Things have been crazy busy for the beginning of the year, and I should totally catch you guys up on books I’m reviewing over at City Book Reviews, but for now, take a look at these four books that I totally recommend you should read:
ONE


John Scalzi’s Lock In was an absolute blast and I can’t wait for its sequel coming out this year. In a not so far future, an epidemic has swept across the globe, leaving millions of people completely paralyzed and entirely conscious. Its been long enough by the time we get to this book that people are well taken care of and neurological science has advanced far enough that the locked in people, or Haydens as they are referred to, have the ability to participate in online worlds and network with robotic bodies to interface with the world. This novel is a buddy cop drama featuring a Hayden in his robot body and his first week on the job as an FBI agent. Needless to say, it is a very rocky first week. This book had me laughing out loud repeatedly and I have the sequel reserved from the library for the moment it comes out.
TWO
The third installment of Nnedi Okorafor’s Binti is just as engaging and fun as the first two novellas. If you haven’t picked this series up yet, do it, this conclusion is completely satisfying and well worth the time. I love how math is so advanced its basically magic at this point.

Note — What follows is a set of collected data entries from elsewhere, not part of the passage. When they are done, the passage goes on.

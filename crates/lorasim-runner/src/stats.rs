//! Run statistics, aggregated from the notification stream.

use lorasim_common::{EnergyConsumption, EntityId, NodeRole, Notification, NotificationRecord};
use lorasim_model::NodeInfo;
use serde::Serialize;
use std::collections::{BTreeMap, BTreeSet};

/// Per-node statistics.
#[derive(Debug, Clone, Default, Serialize)]
pub struct NodeStats {
    /// Node role label.
    pub role: String,
    /// Transmissions started.
    pub tx: u64,
    /// Transmission requests refused.
    pub cannot_send: u64,
    /// Frames received correctly.
    pub rx: u64,
    /// Frames lost at this receiver, by reason.
    #[serde(skip_serializing_if = "BTreeMap::is_empty")]
    pub lost: BTreeMap<String, u64>,
    /// Frames saved by the capture effect.
    pub captures: u64,
    /// Confirmed uplinks sent again.
    pub retransmissions: u64,
    /// Confirmed uplinks acknowledged.
    pub uplinks_acked: u64,
    /// Confirmed uplinks abandoned.
    pub uplinks_failed: u64,
    /// Reactive bursts triggered.
    pub jammer_triggers: u64,
    /// Time the battery ran out.
    #[serde(skip_serializing_if = "Option::is_none")]
    pub died_at_s: Option<f64>,
    /// Energy spent, end devices only.
    #[serde(skip_serializing_if = "Option::is_none")]
    pub energy: Option<EnergyConsumption>,
}

/// Statistics of a whole run.
#[derive(Debug, Clone, Default, Serialize)]
pub struct SimulationStats {
    /// Events dispatched.
    pub total_events: u64,
    /// Transmissions started by any radio.
    pub packets_transmitted: u64,
    /// Distinct uplink packets sent by end devices.
    pub uplinks_sent: u64,
    /// Frames received by gateways.
    pub packets_received: u64,
    /// Frames destroyed by interference at any receiver.
    pub packets_interfered: u64,
    /// Frames lost at any receiver for any reason.
    pub packets_lost: u64,
    /// Distinct uplinks seen by the network server.
    pub uplinks_received: u64,
    /// Copies of an uplink delivered by more than one gateway.
    pub gateway_duplicates: u64,
    /// Confirmed uplinks sent again.
    pub retransmissions: u64,
    /// Confirmed uplinks acknowledged.
    pub uplinks_acked: u64,
    /// Confirmed uplinks abandoned.
    pub uplinks_failed: u64,
    /// ACKs handed to a gateway.
    pub downlinks_scheduled: u64,
    /// ACKs no gateway could send.
    pub downlinks_dropped: u64,
    /// Inter-arrival anomalies.
    pub anomalies: u64,
    /// Devices whose battery ran out.
    pub dead_devices: u64,
    /// `uplinks_received / uplinks_sent`.
    pub delivery_ratio: f64,
    /// Final simulation time.
    pub simulation_time_us: u64,
    /// Wall clock time in milliseconds.
    pub wall_time_ms: u64,
    /// Per-node breakdown, by node name.
    pub nodes: BTreeMap<String, NodeStats>,
}

/// Aggregates notifications into [`SimulationStats`].
#[derive(Debug, Default)]
pub struct SimulationMetrics {
    names: BTreeMap<EntityId, String>,
    stats: SimulationStats,
    sent: BTreeSet<(EntityId, u64)>,
}

impl SimulationMetrics {
    /// Create an aggregator with one entry per node.
    pub fn new(node_infos: &[NodeInfo]) -> Self {
        let mut metrics = SimulationMetrics::default();
        for info in node_infos {
            metrics.names.insert(info.entity_id, info.name.clone());
            metrics.stats.nodes.insert(
                info.name.clone(),
                NodeStats {
                    role: info.role.as_label().to_string(),
                    ..NodeStats::default()
                },
            );
        }
        metrics
    }

    /// Name of a node.
    pub fn node_name(&self, id: EntityId) -> Option<&str> {
        self.names.get(&id).map(String::as_str)
    }

    /// Count one dispatched event.
    pub fn count_event(&mut self) {
        self.stats.total_events += 1;
    }

    /// Statistics so far.
    pub fn stats(&self) -> &SimulationStats {
        &self.stats
    }

    /// Mutable per-node entry.
    pub fn node_mut(&mut self, id: EntityId) -> Option<&mut NodeStats> {
        let name = self.names.get(&id)?;
        self.stats.nodes.get_mut(name)
    }

    /// Fold one notification into the totals.
    pub fn observe(&mut self, record: &NotificationRecord) {
        let n = &record.notification;
        if let Some(reason) = n.loss_reason() {
            self.stats.packets_lost += 1;
            if matches!(n, Notification::LostBecauseInterference { .. }) {
                self.stats.packets_interfered += 1;
            }
            if let Some(node) = self.node_mut(n.subject()) {
                *node.lost.entry(reason.to_string()).or_insert(0) += 1;
            }
            return;
        }

        match *n {
            Notification::StartSending {
                node, role, packet_id, ..
            } => {
                self.stats.packets_transmitted += 1;
                if role == NodeRole::EndDevice && self.sent.insert((node, packet_id)) {
                    self.stats.uplinks_sent += 1;
                }
                if let Some(s) = self.node_mut(node) {
                    s.tx += 1;
                }
            }
            Notification::CannotSend { node, .. } => {
                if let Some(s) = self.node_mut(node) {
                    s.cannot_send += 1;
                }
            }
            Notification::ReceivedPacket { receiver, role, .. } => {
                if role == NodeRole::Gateway {
                    self.stats.packets_received += 1;
                }
                if let Some(s) = self.node_mut(receiver) {
                    s.rx += 1;
                }
            }
            Notification::CaptureEffect { receiver, .. } => {
                if let Some(s) = self.node_mut(receiver) {
                    s.captures += 1;
                }
            }
            Notification::DeadDevice { node, .. } => {
                self.stats.dead_devices += 1;
                let at = record.time.as_secs_f64();
                if let Some(s) = self.node_mut(node) {
                    s.died_at_s = Some(at);
                }
            }
            Notification::UplinkAcked { node, .. } => {
                self.stats.uplinks_acked += 1;
                if let Some(s) = self.node_mut(node) {
                    s.uplinks_acked += 1;
                }
            }
            Notification::UplinkFailed { node, .. } => {
                self.stats.uplinks_failed += 1;
                if let Some(s) = self.node_mut(node) {
                    s.uplinks_failed += 1;
                }
            }
            Notification::Retransmission { node, .. } => {
                self.stats.retransmissions += 1;
                if let Some(s) = self.node_mut(node) {
                    s.retransmissions += 1;
                }
            }
            Notification::JammerTriggered { jammer, .. } => {
                if let Some(s) = self.node_mut(jammer) {
                    s.jammer_triggers += 1;
                }
            }
            Notification::UplinkReceived { .. } => self.stats.uplinks_received += 1,
            Notification::DuplicateUplink { retransmission, .. } => {
                if !retransmission {
                    self.stats.gateway_duplicates += 1;
                }
            }
            Notification::DownlinkScheduled { .. } => self.stats.downlinks_scheduled += 1,
            Notification::DownlinkDropped { .. } => self.stats.downlinks_dropped += 1,
            Notification::InterArrivalAnomaly { .. } => self.stats.anomalies += 1,
            _ => {}
        }
    }

    /// Close the run and return the final statistics.
    pub fn finish(&mut self, simulation_time_us: u64, wall_time_ms: u64) -> SimulationStats {
        self.stats.simulation_time_us = simulation_time_us;
        self.stats.wall_time_ms = wall_time_ms;
        self.stats.delivery_ratio = if self.stats.uplinks_sent == 0 {
            0.0
        } else {
            self.stats.uplinks_received as f64 / self.stats.uplinks_sent as f64
        };
        self.stats.clone()
    }
}

#[cfg(test)]
mod tests {
    use super::*;
    use lorasim_common::{Position, SimTime};

    fn infos() -> Vec<NodeInfo> {
        vec![
            NodeInfo {
                name: "gw".to_string(),
                role: NodeRole::Gateway,
                entity_id: EntityId(2),
                position: Position::default(),
            },
            NodeInfo {
                name: "ed".to_string(),
                role: NodeRole::EndDevice,
                entity_id: EntityId(3),
                position: Position::default(),
            },
        ]
    }

    fn record(notification: Notification) -> NotificationRecord {
        NotificationRecord {
            time: SimTime::from_secs(5.0),
            notification,
        }
    }

    fn start_sending(packet_id: u64, tx_attempt: u8) -> Notification {
        Notification::StartSending {
            node: EntityId(3),
            role: NodeRole::EndDevice,
            packet_id,
            spreading_factor: 7,
            frequency_hz: 868_100_000,
            tx_power_dbm: 14.0,
            duration: SimTime::from_millis(50),
            tx_attempt,
        }
    }

    #[test]
    fn test_retransmissions_count_one_uplink() {
        let mut metrics = SimulationMetrics::new(&infos());
        metrics.observe(&record(start_sending(1, 1)));
        metrics.observe(&record(start_sending(1, 2)));
        metrics.observe(&record(start_sending(2, 1)));
        metrics.observe(&record(Notification::UplinkReceived {
            device: EntityId(3),
            packet_id: 1,
            tx_attempt: 2,
            gateway: EntityId(2),
        }));

        let stats = metrics.finish(10_000_000, 1);
        assert_eq!(stats.packets_transmitted, 3);
        assert_eq!(stats.uplinks_sent, 2);
        assert_eq!(stats.uplinks_received, 1);
        assert_eq!(stats.delivery_ratio, 0.5);
        assert_eq!(stats.nodes["ed"].tx, 3);
    }

    #[test]
    fn test_losses_by_reason() {
        let mut metrics = SimulationMetrics::new(&infos());
        metrics.observe(&record(Notification::LostBecauseInterference {
            receiver: EntityId(2),
            role: NodeRole::Gateway,
            sender: EntityId(3),
            packet_id: 1,
            spreading_factor: 7,
            colliding_sf: Some(7),
            frequency_hz: 868_100_000,
            collision: None,
            on_preamble: false,
        }));
        metrics.observe(&record(Notification::LostBecauseNoMoreReceivers {
            gateway: EntityId(2),
            sender: EntityId(3),
            packet_id: 2,
            spreading_factor: 7,
            frequency_hz: 868_100_000,
        }));

        let stats = metrics.stats();
        assert_eq!(stats.packets_lost, 2);
        assert_eq!(stats.packets_interfered, 1);
        assert_eq!(stats.nodes["gw"].lost["interference"], 1);
        assert_eq!(stats.nodes["gw"].lost["no_more_receivers"], 1);
    }

    #[test]
    fn test_dead_device_time() {
        let mut metrics = SimulationMetrics::new(&infos());
        metrics.observe(&record(Notification::DeadDevice {
            node: EntityId(3),
            consumption: EnergyConsumption::default(),
        }));
        assert_eq!(metrics.stats().dead_devices, 1);
        assert_eq!(metrics.stats().nodes["ed"].died_at_s, Some(5.0));
    }

    #[test]
    fn test_unknown_entity_ignored_per_node() {
        let mut metrics = SimulationMetrics::new(&infos());
        metrics.observe(&record(Notification::DownlinkDropped {
            device: EntityId(99),
            packet_id: 1,
        }));
        assert_eq!(metrics.stats().downlinks_dropped, 1);
        assert_eq!(metrics.node_name(EntityId(99)), None);
    }
}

I also love how, for once, I’m reading a far-off science fiction that takes into account tribal cultures that still exist and flourish and how that might impact future societal relations. So much fun.
THREE
I wasn’t sure what I was getting into with Nisi Shawl’s Everfair, as I am not normally a fan of alternative histories, but this was seriously well done. We maintain a discreet distance from the action, following a host of characters over the first few decades of a new country, Everfair, which was purchased away from King Leopold in an effort to rescue the Congo from his rubber trade as well as create a refuge for freed slaves. It a fascinating look at how cultures collide and what would have happened if the natural talents that were, in our history, destroyed, but here allowed to flourish. Its a bit quieter in tone and if you have trouble following multiple narratives or large time jumps, this probably isn’t the book for you, but it was certainly an interesting thought experiment.
FOUR
Saved the best for last! Michael Strelow recently released his newest novel, Some Assembly Required, and it is a mind trip. To begin with, our narrator straight up informs us that he hears voices, no, not those kinds of voices, rather innocuous ones, but that definitely leaves the reader with some questions. It’s a fun, stream-of-consciousness adventure of this journalist/writer trying to figure out what is happening with a particularly odd science experiment in his home town. I can’t say much more before ruining the plot, so that’s all you get. I love the themes this explore about determination and evolution, and I definitely think it’s a fun read for those of the more science minded among us.